Recently, huge attention has been paid to the role of inflammation in the etiology of obesity. In this study, we found a significant inverse association between adherence to a proinflammatory diet and odds of general obesity. In contrast, a cross-sectional study showed that a more proinflammatory diet was significantly associated with increased risk of general and abdominal obesity . In addition, a prospective cohort study revealed that consumption of a proinflammatory diet was positively linked to annual weight gain and higher risk of developing overweight and obesity . Findings of a meta-analysis showed that adherence to a proinflammatory diet was associated with increased BMI and obesity . Also, a recent narrative review reported that an association between higher dietary inflammatory index and increased risk of obesity . It must be kept in mind that the cross-sectional design of our study prohibits inferring a causal link between adherence to a proinflammatory diet and obesity. Inverse causality must also be considered such that obese people might follow a healthier diet in an attempt to improve their weight status. In addition, in the gender-stratified analysis, the inverse relationship was found only in women which further confirms our hypothesis about inverse causality because women pay much more attention to their appearance than men.

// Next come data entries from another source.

//! Logging infrastructure
//!
//! Provides structured logging for diagnosing theme resolution and
//! protocol traffic.
//!
//! # Usage
//!
//! Configure via RUST_LOG environment variable:
//! - `RUST_LOG=debug` - all debug logs
//! - `RUST_LOG=scopelight::scopes=debug` - module-level filtering
//!
//! # Log Files
//!
//! Logs are written to `~/.config/scopelight/logs/scopelight.log`
//! with daily rotation. File logging uses debug level by default for
//! more verbose troubleshooting.

use tracing_subscriber::{fmt, layer::SubscriberExt, util::SubscriberInitExt, EnvFilter, Layer};

/// Initialize tracing subscriber with console and file logging
///
/// Console output respects RUST_LOG env var for filtering; the file
/// layer always logs at debug level.
pub fn init() {
    let console_filter =
        EnvFilter::try_from_default_env().unwrap_or_else(|_| EnvFilter::new("warn"));

    // Console layer - respects RUST_LOG
    let console_layer = fmt::layer()
        .with_target(true)
        .with_line_number(true)
        .with_filter(console_filter);

    // File layer - always debug level for troubleshooting
    let file_layer = match crate::config_paths::ensure_logs_dir() {
        Ok(logs_dir) => {
            let file_appender = tracing_appender::rolling::daily(logs_dir, "scopelight.log");
            Some(
                fmt::layer()
                    .with_writer(file_appender)
                    .with_ansi(false)
                    .with_target(true)
                    .with_line_number(true)
                    .with_filter(EnvFilter::new("debug")),
            )
        }
        Err(e) => {
            eprintln!("Warning: Could not initialize file logging: {}", e);
            None
        }
    };

    tracing_subscriber::registry()
        .with(console_layer)
        .with(file_layer)
        .init();
}
//! scopelight - theme-aware semantic syntax coloring client
//!
//! The editor-side coloring subsystem of a language-tooling
//! integration: resolves the active color theme into a scope → style
//! table, materializes reusable decoration handles, and drives a
//! fire-and-forget colorize notification protocol with a
//! language-analysis backend that supplies semantic scope ranges.

pub mod config_paths;
pub mod coordinator;
pub mod decorations;
pub mod editors;
pub mod manifest;
pub mod protocol;
pub mod scopes;
pub mod settings;
pub mod settings_watcher;
pub mod theme;
pub mod tracing;

// Re-export commonly used types
pub use coordinator::ColorizationCoordinator;
pub use decorations::{DecorationCache, DecorationHandle, RenderOptions};
pub use editors::{EditorRegistry, TextEditor};
pub use protocol::{
    BackendTransport, ColorRange, ColorizeRequest, ColorizeResponse, Notification, Point,
    VisibleRange,
};
pub use scopes::ScopeResolver;
pub use settings::{ConfigChange, Settings};
pub use theme::{Color, FontStyle, ScopeStyle};
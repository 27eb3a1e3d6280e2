//! Decoration materialization and diff-application
//!
//! [`DecorationCache`] turns resolved scope styles into reusable
//! renderable decoration handles, one per distinct scope string, and
//! applies a colorize response onto an editor with minimal churn:
//! scopes present in the response are (re)rendered, cached scopes
//! absent from it are explicitly cleared so stale highlighting from an
//! earlier response never lingers.
//!
//! Handles live for the lifetime of the current theme; a theme or
//! configuration reload drops them all before the next coloring pass.

use std::collections::{HashMap, HashSet};

use crate::editors::TextEditor;
use crate::protocol::ColorizeResponse;
use crate::scopes::ScopeResolver;
use crate::theme::{Color, ScopeStyle};

/// How a decorated range grows when text is typed at its edges
#[derive(Debug, Clone, Copy, PartialEq, Eq, Default)]
pub enum RangeBehavior {
    /// Typing at either edge stays outside the decoration
    #[default]
    OpenOpen,
    /// Typing at either edge extends the decoration
    ClosedClosed,
}

/// Host-renderable styling derived from one [`ScopeStyle`]
#[derive(Debug, Clone, PartialEq, Eq, Default)]
pub struct RenderOptions {
    pub color: Option<Color>,
    pub background_color: Option<Color>,
    pub font_style: Option<&'static str>,
    pub font_weight: Option<&'static str>,
    pub text_decoration: Option<&'static str>,
    pub range_behavior: RangeBehavior,
}

impl RenderOptions {
    /// Map a resolved style onto render options. Each font-style flag
    /// maps to its own field, so flags combine independently.
    pub fn from_style(style: &ScopeStyle) -> Self {
        Self {
            color: style.foreground,
            background_color: style.background,
            font_style: style.font_style.italic.then_some("italic"),
            font_weight: style.font_style.bold.then_some("bold"),
            text_decoration: style.font_style.underline.then_some("underline"),
            range_behavior: RangeBehavior::OpenOpen,
        }
    }
}

/// A renderable decoration bound 1:1 to a scope name.
///
/// Ids are allocated from a monotonically increasing counter, so a
/// handle created before a [`DecorationCache::reload`] never compares
/// equal to one created after it.
#[derive(Debug, Clone, PartialEq, Eq)]
pub struct DecorationHandle {
    id: u64,
    pub options: RenderOptions,
}

impl DecorationHandle {
    pub fn id(&self) -> u64 {
        self.id
    }
}

/// Lazily materialized decoration handles for the current theme
#[derive(Debug, Default)]
pub struct DecorationCache {
    cache: HashMap<String, DecorationHandle>,
    /// Scopes already warned about; process lifetime, survives reloads
    warned: HashSet<String>,
    next_id: u64,
}

impl DecorationCache {
    pub fn new() -> Self {
        Self::default()
    }

    /// The decoration for `scope`, creating it on first use.
    ///
    /// Returns `None` for scopes the current theme does not style,
    /// warning at most once per scope for the life of the process.
    pub fn decoration_for(
        &mut self,
        scope: &str,
        resolver: &ScopeResolver,
    ) -> Option<&DecorationHandle> {
        if self.cache.contains_key(scope) {
            return self.cache.get(scope);
        }

        match resolver.lookup(scope) {
            Some(style) => {
                let handle = DecorationHandle {
                    id: self.next_id,
                    options: RenderOptions::from_style(style),
                };
                self.next_id += 1;
                self.cache.insert(scope.to_string(), handle);
                self.cache.get(scope)
            }
            None => {
                if self.warned.insert(scope.to_string()) {
                    tracing::warn!("Scope {:?} was not found in the current theme", scope);
                }
                None
            }
        }
    }

    /// Drop every cached handle, releasing the host's rendering
    /// resources. Must run before the first coloring pass after a
    /// theme or configuration change so stale handles are never
    /// reused across themes. The warned-scope set is kept.
    pub fn reload(&mut self) {
        if !self.cache.is_empty() {
            tracing::debug!("Disposing {} decoration handles", self.cache.len());
        }
        self.cache.clear();
    }

    /// Render one colorize response onto `editor`.
    ///
    /// Scopes in the response with no resolvable handle are skipped.
    /// Cached scopes absent from the response are cleared with an
    /// empty range set. Iteration order across scopes is irrelevant:
    /// no overlap priority exists between different scopes' ranges.
    pub fn apply(
        &mut self,
        editor: &mut dyn TextEditor,
        response: &ColorizeResponse,
        resolver: &ScopeResolver,
    ) {
        for (scope, ranges) in &response.scopes {
            if let Some(handle) = self.decoration_for(scope, resolver) {
                editor.set_decorations(handle, ranges);
            }
        }

        for (scope, handle) in &self.cache {
            if !response.scopes.contains_key(scope) {
                editor.set_decorations(handle, &[]);
            }
        }
    }

    pub fn handle_count(&self) -> usize {
        self.cache.len()
    }

    pub fn is_empty(&self) -> bool {
        self.cache.is_empty()
    }
}
mod common;

use std::sync::mpsc::channel;
use std::thread;

use common::{install_theme, range, settings_for, FakeEditor, FakeRegistry};
use scopelight::protocol::{ColorScopes, MpscTransport};
use scopelight::theme::Color;
use scopelight::{ColorizationCoordinator, ColorizeResponse, Notification};
use tempfile::tempdir;

/// Drive the full notification loop against a scripted backend: the
/// backend thread decodes each request from its JSON wire form and
/// answers with a fixed scope map, echoing the request's revision.
#[test]
fn test_request_response_loop_with_scripted_backend() {
    let dir = tempdir().unwrap();
    install_theme(
        dir.path(),
        "publisher.roundtrip",
        "Roundtrip",
        r##"{"tokenColors": [{"scope": "keyword", "settings": {"foreground": "#ff0000"}}]}"##,
    );
    let settings = settings_for(dir.path(), "Roundtrip", &["leo"]);

    let (request_tx, request_rx) = channel::<Notification>();
    let (response_tx, response_rx) = channel::<ColorizeResponse>();

    let backend = thread::spawn(move || {
        while let Ok(notification) = request_rx.recv() {
            // Exercise the wire encoding both ways, as a real channel would
            let wire = notification.to_json().unwrap();
            match Notification::from_json(&wire).unwrap() {
                Notification::ColorizeRequest(request) => {
                    let mut scopes = ColorScopes::new();
                    scopes.insert("keyword".to_string(), vec![range(0, 0, 3)]);
                    response_tx
                        .send(ColorizeResponse {
                            uri: request.document_uri,
                            revision: request.revision,
                            scopes,
                        })
                        .unwrap();
                }
                Notification::DocumentActivated(_) => {}
                Notification::ColorizeResponse(_) => {
                    panic!("Backend received a response notification")
                }
            }
        }
    });

    let mut coordinator =
        ColorizationCoordinator::new(settings, Box::new(MpscTransport::new(request_tx)));
    let mut registry =
        FakeRegistry::with_editors(vec![FakeEditor::new("file:///main.leo", 12)]);

    coordinator.activate(&mut registry);

    // The focus hint must not confuse the backend
    coordinator.on_active_editor_changed(&registry.editors[0]);

    let response = response_rx.recv().expect("Backend should answer");
    assert_eq!(response.revision, 1);
    coordinator.on_colorize_response(response, &mut registry);

    let editor = registry.editor("file:///main.leo");
    assert_eq!(
        editor.ranges_with_foreground(Color::rgb(0xFF, 0, 0)),
        vec![range(0, 0, 3)]
    );

    drop(coordinator);
    backend.join().unwrap();
}
//! Colorization orchestration
//!
//! [`ColorizationCoordinator`] reacts to environment changes (editor
//! visibility, active-editor focus, configuration edits), issues
//! colorize requests to the analysis backend, and applies responses
//! through the decoration cache.
//!
//! Requests and responses are uncorrelated fire-and-forget
//! notifications, so two rapid requests for one document can complete
//! out of order. The coordinator closes that race with a monotonic
//! per-document revision: each request bumps it, responses echo it,
//! and a response older than the newest applied revision for its
//! document is dropped instead of overwriting fresher decorations.

use std::collections::HashMap;

use crate::decorations::DecorationCache;
use crate::editors::{is_supported_document, visible_lines, EditorRegistry, TextEditor};
use crate::protocol::{
    BackendTransport, ColorizeRequest, ColorizeResponse, DocumentActivated, Notification,
};
use crate::scopes::ScopeResolver;
use crate::settings::Settings;

#[derive(Debug, Clone, Copy, PartialEq, Eq)]
enum CoordinatorState {
    Uninitialized,
    /// Theme loaded and backend connected; stays here for the
    /// process lifetime.
    Ready,
}

#[derive(Debug, Default, Clone, Copy)]
struct DocumentRevisions {
    /// Revision carried by the most recent request
    requested: u64,
    /// Revision of the most recently applied response
    applied: u64,
}

/// Drives the request/response protocol and reacts to change events
pub struct ColorizationCoordinator {
    resolver: ScopeResolver,
    decorations: DecorationCache,
    settings: Settings,
    transport: Box<dyn BackendTransport>,
    revisions: HashMap<String, DocumentRevisions>,
    state: CoordinatorState,
}

impl ColorizationCoordinator {
    pub fn new(settings: Settings, transport: Box<dyn BackendTransport>) -> Self {
        Self {
            resolver: ScopeResolver::new(),
            decorations: DecorationCache::new(),
            settings,
            transport,
            revisions: HashMap::new(),
            state: CoordinatorState::Uninitialized,
        }
    }

    /// Initial theme load, then a colorize request for every visible
    /// editor. Transitions `Uninitialized → Ready`.
    pub fn activate(&mut self, registry: &mut dyn EditorRegistry) {
        self.resolver.load(&self.settings);
        self.state = CoordinatorState::Ready;
        tracing::info!("Colorization ready ({} scope styles)", self.resolver.len());
        self.colorize_visible_editors(registry);
    }

    pub fn is_ready(&self) -> bool {
        self.state == CoordinatorState::Ready
    }

    /// Apply a new settings snapshot.
    ///
    /// If the theme name or token-color customizations changed, run
    /// the full invalidation path: rebuild the scope table, drop all
    /// decoration handles, then re-request every visible editor.
    /// Styles are recomputed; scope ranges are not, since they don't
    /// depend on the theme.
    pub fn on_configuration_changed(
        &mut self,
        newer: Settings,
        registry: &mut dyn EditorRegistry,
    ) {
        let change = self.settings.diff(&newer);
        self.settings = newer;

        if !change.affects_colorization() {
            tracing::debug!("Configuration change does not affect colorization");
            return;
        }

        // Reload must complete before any apply runs, so stale
        // handles are never reused across themes.
        self.resolver.load(&self.settings);
        self.decorations.reload();
        self.colorize_visible_editors(registry);
    }

    /// Tell the backend which document has focus. A prioritization
    /// hint only; the backend works without it.
    pub fn on_active_editor_changed(&mut self, editor: &dyn TextEditor) {
        self.transport
            .send(Notification::DocumentActivated(DocumentActivated {
                document_uri: editor.document_uri().to_string(),
            }));
    }

    /// Fire a colorize request for one editor, if its document kind
    /// is supported. No response handle is returned; the reply
    /// arrives later through [`on_colorize_response`].
    ///
    /// [`on_colorize_response`]: Self::on_colorize_response
    pub fn request_colorization(&mut self, editor: &dyn TextEditor) {
        let uri = editor.document_uri();
        if !is_supported_document(uri, &self.settings.file_extensions) {
            return;
        }

        let revisions = self.revisions.entry(uri.to_string()).or_default();
        revisions.requested += 1;

        let request = ColorizeRequest {
            document_uri: uri.to_string(),
            visible_range: visible_lines(editor),
            revision: revisions.requested,
        };
        tracing::debug!(
            "Requesting colorization for {} (revision {})",
            request.document_uri,
            request.revision
        );
        self.transport.send(Notification::ColorizeRequest(request));
    }

    /// Apply a backend response to whichever visible editor shows its
    /// document.
    ///
    /// A response for a document with no visible editor is dropped
    /// silently: the document may have been closed or scrolled away
    /// between request and response. A response whose revision is
    /// older than the newest applied one for its document is dropped
    /// as stale.
    pub fn on_colorize_response(
        &mut self,
        response: ColorizeResponse,
        registry: &mut dyn EditorRegistry,
    ) {
        let revisions = self.revisions.entry(response.uri.clone()).or_default();
        if response.revision < revisions.applied {
            tracing::debug!(
                "Dropping stale colorize response for {} (revision {} < {})",
                response.uri,
                response.revision,
                revisions.applied
            );
            return;
        }

        let Some(editor) = registry.editor_for_uri(&response.uri) else {
            tracing::debug!("No visible editor for {}, dropping response", response.uri);
            return;
        };

        revisions.applied = response.revision;
        self.decorations.apply(editor, &response, &self.resolver);
    }

    /// Issue a colorize request for every currently visible editor
    pub fn colorize_visible_editors(&mut self, registry: &mut dyn EditorRegistry) {
        for editor in registry.visible_editors() {
            self.request_colorization(editor);
        }
    }

    pub fn settings(&self) -> &Settings {
        &self.settings
    }

    pub fn resolver(&self) -> &ScopeResolver {
        &self.resolver
    }
}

We found no significant association between adherence to a proinflammatory diet and odds of abdominal obesity. Similar to our study, a meta-analysis suggested that a high DIP score was not associated with an increased WC . Contrary to our findings, a cohort study showed that participants in the highest quartile of the DIP score had a higher risk of abdominal obesity . In addition, a cross-sectional study reported that mean waist-to-hip ratio was greater among those in the highest category of DIP score than those in the lowest category . Lack of finding an association in the current study might be explained by the under-reporting of dietary intakes, which is common in epidemiologic studies and highly prevalent among obese people. In addition, the cross-sectional design of the study, as mentioned above, might provide some further explanations.

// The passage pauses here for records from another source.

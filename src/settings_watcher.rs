//! Settings file watching
//!
//! Uses the `notify` crate with debouncing to detect edits to the
//! settings file and turn them into configuration-change events for
//! the coordinator. Hosts with their own configuration event source
//! can skip this and call
//! [`ColorizationCoordinator::on_configuration_changed`] directly.
//!
//! [`ColorizationCoordinator::on_configuration_changed`]:
//! crate::coordinator::ColorizationCoordinator::on_configuration_changed

use std::path::{Path, PathBuf};
use std::sync::mpsc::{self, Receiver};
use std::time::Duration;

use anyhow::Context;
use notify_debouncer_mini::{new_debouncer, Debouncer};

use crate::settings::{ConfigChange, Settings};

/// Watches the settings file and reports debounced change sets
///
/// Edits are debounced with a 500ms delay to coalesce rapid saves.
pub struct SettingsWatcher {
    /// The debouncer handles watching and event coalescing
    _debouncer: Debouncer<notify::RecommendedWatcher>,
    /// Receiver for debounced events
    rx: Receiver<Result<Vec<notify_debouncer_mini::DebouncedEvent>, notify::Error>>,
    /// Settings file being watched
    path: PathBuf,
    /// Last observed settings, for diffing
    snapshot: Settings,
}

impl SettingsWatcher {
    /// Watch `path` (its parent directory, non-recursively, since the
    /// file itself may be replaced atomically on save).
    pub fn new(path: PathBuf) -> anyhow::Result<Self> {
        let (tx, rx) = mpsc::channel();

        let debounce_duration = Duration::from_millis(500);
        let mut debouncer = new_debouncer(debounce_duration, tx)?;

        let watch_root = path.parent().unwrap_or(Path::new(".")).to_path_buf();
        debouncer
            .watcher()
            .watch(&watch_root, notify::RecursiveMode::NonRecursive)
            .with_context(|| format!("Failed to watch {}", watch_root.display()))?;

        tracing::info!("Watching settings file {}", path.display());

        let snapshot = Settings::load_from(&path);
        Ok(Self {
            _debouncer: debouncer,
            rx,
            path,
            snapshot,
        })
    }

    /// The most recently observed settings
    pub fn settings(&self) -> &Settings {
        &self.snapshot
    }

    /// Poll for a pending settings change (non-blocking).
    ///
    /// Drains queued file events; if any touched the settings file,
    /// reloads it and returns the change set plus the new snapshot.
    /// Returns `None` when nothing relevant changed.
    pub fn poll_change(&mut self) -> Option<(ConfigChange, Settings)> {
        let mut touched = false;

        while let Ok(result) = self.rx.try_recv() {
            match result {
                Ok(events) => {
                    for event in events {
                        if event.path == self.path {
                            touched = true;
                        }
                    }
                }
                Err(e) => {
                    tracing::warn!("Settings watcher error: {:?}", e);
                }
            }
        }

        if !touched {
            return None;
        }

        let newer = Settings::load_from(&self.path);
        let change = self.snapshot.diff(&newer);
        if change.is_empty() {
            tracing::debug!("Settings file touched but contents unchanged");
            return None;
        }

        tracing::info!("Settings changed: {:?}", change);
        self.snapshot = newer.clone();
        Some((change, newer))
    }
}
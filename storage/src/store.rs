//! Record store trait.

use async_trait::async_trait;

use crate::error::StorageError;
use crate::models::MessageRecord;

/// Keyed record persistence. Implementations decide the backing medium;
/// callers only rely on put/get/list.
#[async_trait]
pub trait RecordStore: Send + Sync {
    /// Writes the record under its id, replacing any previous content.
    async fn put(&self, record: &MessageRecord) -> Result<(), StorageError>;
    /// Loads the record for `id`; `None` if no record exists.
    async fn get(&self, id: &str) -> Result<Option<MessageRecord>, StorageError>;
    /// Loads every stored record, in no particular order.
    async fn list(&self) -> Result<Vec<MessageRecord>, StorageError>;
}
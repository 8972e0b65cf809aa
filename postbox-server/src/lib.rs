//! # postbox-server
//!
//! HTTP API for the message board: health check, list, create, mark-read.
//! Persistence comes from the `storage` crate; routing is axum. The binary
//! entry point lives in postbox-cli.

pub mod config;
pub mod handlers;
pub mod routes;

use std::net::SocketAddr;
use std::sync::Arc;

use anyhow::Result;
use storage::{FileStore, MessageRepository};
use tracing::info;

pub use config::ServerConfig;
pub use routes::{build_router, cors_layer};

/// Shared state handed to every handler.
pub struct AppState {
    pub repo: MessageRepository,
}

/// Builds the file store and router from `config`, binds the listener and
/// serves until the process is stopped.
pub async fn run_server(config: ServerConfig) -> Result<()> {
    let store = FileStore::new(&config.messages_dir).await?;
    let repo = MessageRepository::new(Arc::new(store));
    let state = Arc::new(AppState { repo });

    let router = build_router(state, cors_layer(&config.allowed_origins));

    let addr = SocketAddr::from(([0, 0, 0, 0], config.port));
    info!("Listening on http://{}", addr);
    let listener = tokio::net::TcpListener::bind(addr).await?;
    axum::serve(listener, router).await?;
    Ok(())
}
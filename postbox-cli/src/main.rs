//! postbox CLI: run the message-board HTTP server. Config from env and optional CLI args.

use anyhow::Result;
use clap::{Parser, Subcommand};
use postbox_server::{run_server, ServerConfig};
use tracing::info;

#[derive(Parser)]
#[command(name = "postbox")]
#[command(about = "Message board server", long_about = None)]
#[command(version)]
struct Cli {
    #[command(subcommand)]
    command: Commands,
}

#[derive(Subcommand)]
enum Commands {
    /// Run the HTTP server (config from env; args override PORT and MESSAGES_DIR).
    Serve {
        #[arg(short, long)]
        port: Option<u16>,
        #[arg(long)]
        messages_dir: Option<String>,
    },
}

#[tokio::main]
async fn main() -> Result<()> {
    dotenvy::dotenv().ok();

    tracing_subscriber::fmt()
        .with_env_filter(std::env::var("RUST_LOG").unwrap_or_else(|_| "info".to_string()))
        .with_target(false)
        .init();

    let cli = Cli::parse();

    match cli.command {
        Commands::Serve { port, messages_dir } => {
            let config = ServerConfig::load(port, messages_dir)?;
            info!(
                "Starting server on port {} (messages in {})",
                config.port, config.messages_dir
            );
            run_server(config).await
        }
    }
}
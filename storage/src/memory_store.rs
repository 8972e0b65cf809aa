//! In-memory implementation of the RecordStore trait.

use std::collections::HashMap;
use std::sync::Arc;

use async_trait::async_trait;
use tokio::sync::RwLock;

use crate::error::StorageError;
use crate::models::MessageRecord;
use crate::store::RecordStore;

type RecordMap = HashMap<String, MessageRecord>;

/// In-memory record store for testing and development.
#[derive(Debug, Clone)]
pub struct InMemoryStore {
    records: Arc<RwLock<RecordMap>>,
}

impl InMemoryStore {
    pub fn new() -> Self {
        Self {
            records: Arc::new(RwLock::new(RecordMap::new())),
        }
    }

    pub async fn len(&self) -> usize {
        let records = self.records.read().await;
        records.len()
    }

    pub async fn is_empty(&self) -> bool {
        self.len().await == 0
    }

    pub async fn clear(&self) {
        let mut records = self.records.write().await;
        records.clear();
    }
}

impl Default for InMemoryStore {
    fn default() -> Self {
        Self::new()
    }
}

#[async_trait]
impl RecordStore for InMemoryStore {
    async fn put(&self, record: &MessageRecord) -> Result<(), StorageError> {
        let mut records = self.records.write().await;
        records.insert(record.id.clone(), record.clone());
        Ok(())
    }

    async fn get(&self, id: &str) -> Result<Option<MessageRecord>, StorageError> {
        let records = self.records.read().await;
        Ok(records.get(id).cloned())
    }

    async fn list(&self) -> Result<Vec<MessageRecord>, StorageError> {
        let records = self.records.read().await;
        Ok(records.values().cloned().collect())
    }
}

This study has several strengths. Having a large sample size and considering a wide range of potential confounders in statistical analysis are among the strengths of this study. Our study has some limitations that must be considered when interpreting our findings. Due to the cross-sectional design of the present study, causality cannot be inferred. Therefore, prospective studies are needed to confirm our findings. In addition, participants with obesity may have reduced their dietary intakes to lose weight. Although we controlled the analysis for several confounders, residual confounding cannot be easily ignored. Additional controlling for other confounding variables such as menopausal status, hormone therapy, and psychological factors might be needed to reach an independent association between DIP score with general and abdominal obesity. In addition, despite the use of a validated FFQ for dietary assessment, some degree of measurement errors and misclassification may be occurred. Furthermore, it must be kept in mind that anthropometric measurements were collected using a self-reported questionnaire. However, the validity of self-reported weight, height, and WC was examined in a pilot study.

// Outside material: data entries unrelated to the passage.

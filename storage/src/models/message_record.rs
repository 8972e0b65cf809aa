//! Message record model for persistence.
//!
//! One record per submitted message; maps to a single `<id>.json` file.

use chrono::{DateTime, Utc};
use serde::{Deserialize, Serialize};
use serde_json::{Map, Value};
use uuid::Uuid;

/// Field names assigned by the server. Client-supplied values under these
/// keys are discarded when a record is created.
pub const RESERVED_KEYS: [&str; 3] = ["id", "created_at", "read"];

/// A persisted message: server-assigned fields plus whatever else the
/// client submitted, kept flat on the wire and on disk.
#[derive(Debug, Clone, PartialEq, Serialize, Deserialize)]
pub struct MessageRecord {
    pub id: String,
    pub created_at: DateTime<Utc>,
    pub read: bool,
    #[serde(flatten)]
    pub extra: Map<String, Value>,
}

impl MessageRecord {
    /// Creates a new record with a generated UUID, current timestamp and
    /// `read = false`. Reserved keys in the payload are dropped so the
    /// server-assigned values always win.
    pub fn new(mut payload: Map<String, Value>) -> Self {
        for key in RESERVED_KEYS {
            payload.remove(key);
        }
        Self {
            id: Uuid::new_v4().to_string(),
            created_at: Utc::now(),
            read: false,
            extra: payload,
        }
    }
}
//! Route table and CORS layer for the message-board API.

use std::sync::Arc;

use axum::http::{header, HeaderValue, Method};
use axum::routing::{get, patch};
use axum::Router;
use tower_http::cors::CorsLayer;

use crate::handlers;
use crate::AppState;

pub fn build_router(state: Arc<AppState>, cors: CorsLayer) -> Router {
    Router::new()
        .route("/health", get(handlers::health))
        .route(
            "/api/messages",
            get(handlers::list_messages).post(handlers::create_message),
        )
        .route("/api/messages/{id}", patch(handlers::mark_read))
        .layer(cors)
        .with_state(state)
}

/// CORS layer restricted to the configured origins; origins that fail to
/// parse as header values are skipped.
pub fn cors_layer(allowed_origins: &[String]) -> CorsLayer {
    let origins: Vec<HeaderValue> = allowed_origins
        .iter()
        .filter_map(|origin| origin.parse().ok())
        .collect();
    CorsLayer::new()
        .allow_origin(origins)
        .allow_methods([Method::GET, Method::POST, Method::PATCH])
        .allow_headers([header::CONTENT_TYPE])
}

In conclusion, there was a significant inverse association between adherence to a proinflammatory diet and odds of general obesity. This was also seen among women. In addition, we observed no significant association between the DIP score and odds of abdominal obesity.
The dataset used and analyzed during the current study is available from the corresponding author on a reasonable request.
The study protocol was ethically approved by the Regional Bioethics Committee of Isfahan University of Medical Sciences.
All authors of this manuscript declared their consent for publication.
Conflicts of Interest
None of the authors had any personal or financial conflicts of interest.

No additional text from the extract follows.